Why we are taking our startup to Hong Kong and other crazy stories of 2011 - LeonW
http://leostartsup.com/2011/12/why-we-are-taking-our-startup-to-hong-kong-and-other-crazy-stories-of-2011/
======
latch
I've been in Hong Kong for a year and a half. As a city, it's quite nice. Low
taxes, extremely safe, vibrant culture. Pollution is really the biggest
downside for me (you get used to the # of people quickly, and I'm from a small
city and I hate people so...)

However, professionally speaking? Forget about it. It's a horrible place for
programmers. In the last couple months I've met with 2 entrepreneurs looking
to move to Hong Kong as well as 2 founders already in Hong Kong. I
purposefully did not lead, but all four conversations immediately went to the
lack of available talent. And, we weren't talking about the lack of talent the
way it is in SF or NY (where there's talent, but it's working for someone
else), we are talking about the fact that if you could pick a dream team of
all programmers living in Hong Kong, it wouldn't be very dreamy.
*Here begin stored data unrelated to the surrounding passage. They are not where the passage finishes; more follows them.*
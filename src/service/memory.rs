//! In-memory execution service.
//!
//! Keeps the registry and the job table in process and computes job outcomes
//! from a runtime model closure. Jobs can be made to stay pending for a
//! number of polls, and pending jobs can be left out of poll responses, to
//! exercise the evaluator's await loop.

use super::ExecutionService;
use crate::error::ServiceError;
use crate::tuner::{CostFunction, JobHandle, JobOutcome, RegistryId, WorkloadEntry};
#[cfg(feature = "parallel")]
use rayon::prelude::*;
use std::collections::HashMap;

/// Status code of a successfully finished run.
const STATUS_FINISHED: i32 = 1;
/// Status code of a run that hit its CPU time limit.
const STATUS_TIME_LIMIT: i32 = 21;
const STATUS_RUNNING: i32 = 0;
const STATUS_NOT_STARTED: i32 = -1;
const RESULT_SOLVED: i32 = 11;
const RESULT_TIME_LIMIT: i32 = -21;

/// What the runtime model reports for one run.
#[derive(Debug, Clone, Copy, PartialEq)]
pub struct RunReport {
    /// Solver time in seconds.
    pub time: f64,
    /// Whether the solver produced a correct answer.
    pub solved: bool,
}

impl RunReport {
    pub fn solved(time: f64) -> Self {
        Self { time, solved: true }
    }

    pub fn failed() -> Self {
        Self {
            time: f64::INFINITY,
            solved: false,
        }
    }
}

/// Call counters, for assertions on dispatch behavior.
#[derive(Debug, Clone, Copy, Default, PartialEq, Eq)]
pub struct ServiceStats {
    pub registrations: usize,
    pub dispatches: usize,
    pub polls: usize,
}

#[derive(Debug, Clone)]
struct Entry<C> {
    config: C,
    name: String,
    cost: Option<(f64, CostFunction)>,
}

#[derive(Debug, Clone)]
struct Job {
    registry_id: RegistryId,
    entry: WorkloadEntry,
    cpu_time_limit: f64,
    polls_left: usize,
    outcome: Option<JobOutcome>,
}

/// Registry and simulated cluster held in memory.
///
/// # Usage
///
/// ```ignore
/// let mut service = MemoryService::new(|config: &VectorConfig, _entry| {
///     RunReport::solved(config.values().iter().map(|x| x * x).sum())
/// })
/// .with_latency(2);
/// ```
pub struct MemoryService<C, M> {
    entries: Vec<Entry<C>>,
    jobs: Vec<Job>,
    model: M,
    latency: usize,
    partial_responses: bool,
    stats: ServiceStats,
}

impl<C, M> MemoryService<C, M>
where
    C: Clone + PartialEq + Send + Sync,
    M: Fn(&C, &WorkloadEntry) -> RunReport + Send + Sync,
{
    /// Creates an empty service whose runs are scored by `model`.
    pub fn new(model: M) -> Self {
        Self {
            entries: Vec::new(),
            jobs: Vec::new(),
            model,
            latency: 0,
            partial_responses: false,
            stats: ServiceStats::default(),
        }
    }

    /// Jobs stay non-terminal for the first `polls` polls that include them.
    pub fn with_latency(mut self, polls: usize) -> Self {
        self.latency = polls;
        self
    }

    /// Leaves pending jobs out of poll responses instead of reporting them
    /// as running.
    pub fn with_partial_responses(mut self, partial: bool) -> Self {
        self.partial_responses = partial;
        self
    }

    /// Registers a configuration together with a known cost, as if it had
    /// been evaluated in an earlier experiment.
    pub fn insert_evaluated(
        &mut self,
        config: C,
        name: &str,
        cost: f64,
        cost_function: CostFunction,
    ) -> RegistryId {
        self.entries.push(Entry {
            config,
            name: name.to_string(),
            cost: Some((cost, cost_function)),
        });
        RegistryId(self.entries.len() as u64)
    }

    pub fn stats(&self) -> ServiceStats {
        self.stats
    }

    /// Number of registered configurations.
    pub fn len(&self) -> usize {
        self.entries.len()
    }

    pub fn is_empty(&self) -> bool {
        self.entries.is_empty()
    }

    fn entry(&self, id: RegistryId) -> Result<&Entry<C>, ServiceError> {
        (id.0 as usize)
            .checked_sub(1)
            .and_then(|i| self.entries.get(i))
            .ok_or(ServiceError::UnknownConfiguration(id))
    }

    fn job_index(&self, handle: JobHandle) -> Result<usize, ServiceError> {
        (handle.0 as usize)
            .checked_sub(1)
            .filter(|&i| i < self.jobs.len())
            .ok_or(ServiceError::UnknownJob(handle))
    }

    /// Runs the model for a job and turns the report into an outcome.
    fn run(&self, index: usize) -> Result<JobOutcome, ServiceError> {
        let job = &self.jobs[index];
        let entry = self.entry(job.registry_id)?;
        let report = (self.model)(&entry.config, &job.entry);

        let outcome = if report.solved && report.time <= job.cpu_time_limit {
            JobOutcome {
                registry_id: job.registry_id,
                status_code: STATUS_FINISHED,
                result_time: report.time,
                result_code: RESULT_SOLVED,
                cpu_time_limit: job.cpu_time_limit,
            }
        } else {
            JobOutcome {
                registry_id: job.registry_id,
                status_code: STATUS_TIME_LIMIT,
                result_time: job.cpu_time_limit,
                result_code: RESULT_TIME_LIMIT,
                cpu_time_limit: job.cpu_time_limit,
            }
        };
        Ok(outcome)
    }

    fn complete(&mut self, ready: &[usize]) -> Result<(), ServiceError> {
        let this = &*self;

        #[cfg(feature = "parallel")]
        let outcomes: Vec<JobOutcome> = ready
            .par_iter()
            .map(|&i| this.run(i))
            .collect::<Result<_, _>>()?;

        #[cfg(not(feature = "parallel"))]
        let outcomes: Vec<JobOutcome> = ready
            .iter()
            .map(|&i| this.run(i))
            .collect::<Result<_, _>>()?;

        for (&i, outcome) in ready.iter().zip(outcomes) {
            self.jobs[i].outcome = Some(outcome);
        }
        Ok(())
    }
}

impl<C, M> ExecutionService<C> for MemoryService<C, M>
where
    C: Clone + PartialEq + Send + Sync,
    M: Fn(&C, &WorkloadEntry) -> RunReport + Send + Sync,
{
    fn find(&self, config: &C) -> Result<Option<RegistryId>, ServiceError> {
        Ok(self
            .entries
            .iter()
            .position(|e| e.config == *config)
            .map(|i| RegistryId(i as u64 + 1)))
    }

    fn register(&mut self, config: &C, name: &str) -> Result<RegistryId, ServiceError> {
        self.entries.push(Entry {
            config: config.clone(),
            name: name.to_string(),
            cost: None,
        });
        self.stats.registrations += 1;
        Ok(RegistryId(self.entries.len() as u64))
    }

    fn dispatch(
        &mut self,
        id: RegistryId,
        entry: &WorkloadEntry,
        cpu_time_limit: f64,
    ) -> Result<JobHandle, ServiceError> {
        self.entry(id)?;
        self.jobs.push(Job {
            registry_id: id,
            entry: *entry,
            cpu_time_limit,
            polls_left: self.latency,
            outcome: None,
        });
        self.stats.dispatches += 1;
        Ok(JobHandle(self.jobs.len() as u64))
    }

    fn poll(
        &mut self,
        handles: &[JobHandle],
    ) -> Result<HashMap<JobHandle, JobOutcome>, ServiceError> {
        self.stats.polls += 1;

        let mut ready = Vec::new();
        let mut pending = Vec::new();
        for &handle in handles {
            let i = self.job_index(handle)?;
            let job = &mut self.jobs[i];
            if job.polls_left > 0 {
                job.polls_left -= 1;
                pending.push(i);
            } else if job.outcome.is_none() {
                ready.push(i);
            }
        }
        self.complete(&ready)?;

        let mut statuses = HashMap::with_capacity(handles.len());
        for &handle in handles {
            let i = self.job_index(handle)?;
            let job = &self.jobs[i];
            match job.outcome {
                Some(outcome) => {
                    statuses.insert(handle, outcome);
                }
                None if !self.partial_responses => {
                    let status_code = if job.polls_left + 1 == self.latency {
                        STATUS_NOT_STARTED
                    } else {
                        STATUS_RUNNING
                    };
                    statuses.insert(
                        handle,
                        JobOutcome {
                            registry_id: job.registry_id,
                            status_code,
                            result_time: 0.0,
                            result_code: 0,
                            cpu_time_limit: job.cpu_time_limit,
                        },
                    );
                }
                None => {}
            }
        }
        Ok(statuses)
    }

    fn set_cost(
        &mut self,
        id: RegistryId,
        cost: f64,
        cost_function: CostFunction,
    ) -> Result<(), ServiceError> {
        self.entry(id)?;
        self.entries[id.0 as usize - 1].cost = Some((cost, cost_function));
        Ok(())
    }

    fn cost(&self, id: RegistryId) -> Result<Option<f64>, ServiceError> {
        Ok(self.entry(id)?.cost.map(|(cost, _)| cost))
    }

    fn best_configs(
        &self,
        cost_function: CostFunction,
        k: usize,
    ) -> Result<Vec<RegistryId>, ServiceError> {
        let mut scored: Vec<(RegistryId, f64)> = self
            .entries
            .iter()
            .enumerate()
            .filter_map(|(i, e)| match e.cost {
                Some((cost, cf)) if cf == cost_function => Some((RegistryId(i as u64 + 1), cost)),
                _ => None,
            })
            .collect();
        scored.sort_by(|a, b| a.1.partial_cmp(&b.1).unwrap_or(std::cmp::Ordering::Equal));
        Ok(scored.into_iter().take(k).map(|(id, _)| id).collect())
    }

    fn name(&self, id: RegistryId) -> Result<String, ServiceError> {
        Ok(self.entry(id)?.name.clone())
    }

    fn configuration(&self, id: RegistryId) -> Result<C, ServiceError> {
        Ok(self.entry(id)?.config.clone())
    }
}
Most of the senior programmers are long-time bank employees. Their X years of
experience is the same year X times. They are risk adverse and creatively
challenged. What's really troubling though is that the young programmers
(interns, new graduates) have a strong desire to work for the bank. It's
culture...working for the bank is what they want to do. Non CS students will
take programming internships because "that's what was available at the bank".

Of course you can point to some small communities or some example company, but
you really have to realize that hiring is going to be a challenge you might
not be able to overcome. You'll almost certainly have to get your "senior"
programmers from abroad, and recruiting your talent is going to be unlike
anything you've seen state-side.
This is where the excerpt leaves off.